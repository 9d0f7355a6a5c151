//! Image hosting for product photos and profile pictures.
//!
//! Two backends: Cloudinary's signed upload API, and a local directory for
//! development. Both hand back a `public_id` that is later used to delete
//! the asset.

pub mod cloudinary;
pub mod local;

use std::sync::Arc;

use async_trait::async_trait;
use thiserror::Error;

use crate::config::AssetConfig;

pub use cloudinary::CloudinaryStore;
pub use local::LocalAssetStore;

/// Folder for product images.
pub const PRODUCT_FOLDER: &str = "lasu_mart/products";

/// Folder for profile photos.
pub const PROFILE_FOLDER: &str = "lasu_mart/profile_photos";

/// Errors that can occur when storing or deleting assets.
#[derive(Debug, Error)]
pub enum AssetError {
    /// HTTP request failed.
    #[error("HTTP error: {0}")]
    Http(#[from] reqwest::Error),

    /// Asset host returned an error response.
    #[error("API error: {status} - {message}")]
    Api { status: u16, message: String },

    /// Local filesystem error.
    #[error("I/O error: {0}")]
    Io(#[from] std::io::Error),

    /// The asset id or response could not be understood.
    #[error("Invalid asset: {0}")]
    Invalid(String),
}

/// A stored asset.
#[derive(Debug, Clone, PartialEq, Eq)]
pub struct UploadedAsset {
    pub public_id: String,
    pub url: String,
}

/// Somewhere images can be uploaded to and deleted from.
#[async_trait]
pub trait AssetStore: Send + Sync {
    /// Store `bytes` under `folder`.
    async fn upload(
        &self,
        bytes: Vec<u8>,
        file_name: &str,
        folder: &str,
    ) -> Result<UploadedAsset, AssetError>;

    /// Delete an asset. Deleting an asset that is already gone succeeds.
    async fn destroy(&self, public_id: &str) -> Result<(), AssetError>;
}

/// Build the configured asset store.
///
/// # Errors
///
/// Returns `AssetError` if the backend cannot be initialized.
pub fn from_config(config: &AssetConfig) -> Result<Arc<dyn AssetStore>, AssetError> {
    match config {
        AssetConfig::Cloudinary(cloudinary) => Ok(Arc::new(CloudinaryStore::new(cloudinary)?)),
        AssetConfig::Local { root, public_url } => Ok(Arc::new(LocalAssetStore::new(
            root.clone(),
            public_url.clone(),
        ))),
    }
}

/// File extension (with the dot) from an uploaded file name, lowercased.
///
/// Only short alphanumeric extensions survive; anything else is dropped.
#[must_use]
pub fn extension_of(file_name: &str) -> String {
    file_name
        .rsplit_once('.')
        .map(|(_, ext)| ext.to_ascii_lowercase())
        .filter(|ext| !ext.is_empty() && ext.len() <= 5 && ext.chars().all(|c| c.is_ascii_alphanumeric()))
        .map(|ext| format!(".{ext}"))
        .unwrap_or_default()
}

#[cfg(test)]
mod tests {
    use super::*;

    #[test]
    fn test_extension_of() {
        assert_eq!(extension_of("photo.JPG"), ".jpg");
        assert_eq!(extension_of("archive.tar.gz"), ".gz");
        assert_eq!(extension_of("noext"), "");
        assert_eq!(extension_of("evil.p/h/p"), "");
        assert_eq!(extension_of("trailing."), "");
    }
}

####################

> **WHAT IS EXPECTED**
Copy, from the lines above, each one that holds "Debug".

> **TASK RESPONSE**
#[derive(Debug, Error)]
#[derive(Debug, Clone, PartialEq, Eq)]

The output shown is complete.